С мая 1949 года я никогда, ни разу не видел, чтобы она смеялась.
С того дня, как умер мой отец.
Невозможно говорить о Серите, не упоминая отца. Конечно, я не знал их во времена их молодости, когда они дурачились и совершали глупости, которые свойственно совершать молодым, но из того, что мне рассказывали члены семейства Розенталей, они были чем-то вроде еврейского аналога Скотта Фицджеральда и Зельды. Они любили друг друга и сходили с ума вместе.
Думаю, что, когда умер отец, жизнь мамы остановилась. Потом были двадцать семь лет жизни с тенями. Просто отмечая время. В ожидании того, как она воссоединится с Доком. Если в смерти и есть что-то хорошее, что-то способное хоть немного облегчить боль от смерти мамы, так это то, что ей, наконец, – по прошествии двадцати семи лет – повезло, и она отправилась на встречу с моим отцом, чтобы заполнить пропасть, образовавшуюся в 1949 году.
Я бы сказал вам, сколько лет было маме в момент ее смерти, но все, кто был знаком с ней хотя бы в течение часа, могли бы рассказать вам, что она предпочла бы скорее загнать иголки под ногти, чем раскрыть тайну ее возраста. Такой уж она была.
И была она хорошим человеком, достойной женщиной, жившей правильной жизнью – все те достоинства, о которых принято говорить на похоронах. А еще она была уверенной в себе, невероятно упрямой, нередко просто занозой в заднице, нередко возмущавшейся так, что впору было устыдиться вдовствующей королеве. Но Бог мой, как же она трудилась ради детей.
Я не помню ни единого дня, чтобы она слонялась по дому без дела. Она или работала с отцом в ювелирных магазинах, или в комиссионных магазинчиках Бней-Брит, или еще где-нибудь. И в чем бы мы ни нуждались, она всегда нас этим обеспечивала.
Помню, однажды, когда я был еще малышом – не самым послушным и покладистым – и выкидывал очередной дикий фортель, мама говорила: «Погоди, вот придет отец, и ты свое получишь». Я несомненно заслуживал взбучки. Как правило, заслуживал. И когда отец приходил с работы, усталый, мечтавший только о том, чтобы присесть и отдохнуть, мама рассказывала ему о моем очередном подвиге и о том, что меня следует хорошенько выпороть.
Хочу сразу отметить: в нашей семье телесные наказания не были в ходу. Но отец отвел меня в подвал нашего дома на Хармон-драйв в Пейнсвилле, снял пояс и как следует меня угостил.
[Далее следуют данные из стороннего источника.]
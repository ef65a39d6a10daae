use crate::chat::{ChatApi, PostedMessage};
use crate::error::{ReleaseBotError, Result};
use std::cell::RefCell;

/// A message as received by [MockChat]
#[derive(Debug, Clone, PartialEq, Eq)]
pub struct RecordedPost {
    pub channel: String,
    pub text: String,
    pub thread_ts: Option<String>,
}

/// Chat backend that records posts instead of sending them.
#[derive(Default)]
pub struct MockChat {
    unauthenticated: bool,
    api_error: Option<String>,
    posts: RefCell<Vec<RecordedPost>>,
}

impl MockChat {
    pub fn new() -> Self {
        Self::default()
    }

    /// Behave as if no bot token was configured
    pub fn without_token() -> Self {
        MockChat {
            unauthenticated: true,
            ..Self::default()
        }
    }

    /// Answer every post with the given Slack error code
    pub fn failing(error: &str) -> Self {
        MockChat {
            api_error: Some(error.to_string()),
            ..Self::default()
        }
    }

    pub fn posts(&self) -> Vec<RecordedPost> {
        self.posts.borrow().clone()
    }
}

impl ChatApi for MockChat {
    fn is_authenticated(&self) -> bool {
        !self.unauthenticated
    }

    fn post_message(&self, channel: &str, text: &str, thread_ts: Option<&str>) -> Result<PostedMessage> {
        if let Some(error) = &self.api_error {
            return Err(ReleaseBotError::chat(error.clone()));
        }

        let mut posts = self.posts.borrow_mut();
        posts.push(RecordedPost {
            channel: channel.to_string(),
            text: text.to_string(),
            thread_ts: thread_ts.map(str::to_string),
        });

        Ok(PostedMessage {
            channel: channel.to_string(),
            ts: format!("1700000000.{:06}", posts.len()),
        })
    }
}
Спустя какое-то время я поднялся наверх, но ни мамы, ни папы в гостиной не было. Я прошел на второй этаж и из-за закрытой двери спальни услышал, как мой отец плакал. Порка огорчила его гораздо сильнее, чем меня. И мама тоже плакала. Она утешала его, говоря, что так было нужно, и они успокаивали друг друга.
Розентали были семьей с невероятной способностью портить себе жизнь. А мама была Розенталь с головы до пят. Братья и сестры создавали союзы и клики, и мама объединялась с Элис и Лью против Морри, а в другой ситуации с Морри и Дороти против Мартина, а порой эти союзы были настолько запутанными, что невозможно было понять, кто на кого ополчился. Но не взирая ни на какие обиды, мама – Розенталь с головы до пят – бросалась в атаку на любого, кто посмел бы тронуть хоть волос на голове ее сородичей. Русская душа Розенталей всегда была стержнем существа моей мамы, и она же не позволяла маме радоваться чему бы то ни было в поздние ее годы, но моя племянница Лиза была абсолютным исключением из этого правила. Они не общались как внучка и бабушка, они были приятельницами, закадычными подругами, и это невероятно обогатило их жизни. Я думаю, что смерть моей мамы была бо́льшим ударом для Лизы, чем для любого из нас. Все-таки маме удалось удачно выдать Беверли замуж, увидеть двоих ее детей, и удостовериться, что я не проведу остаток дней в тюрьме. Для нее все это было даром судьбы.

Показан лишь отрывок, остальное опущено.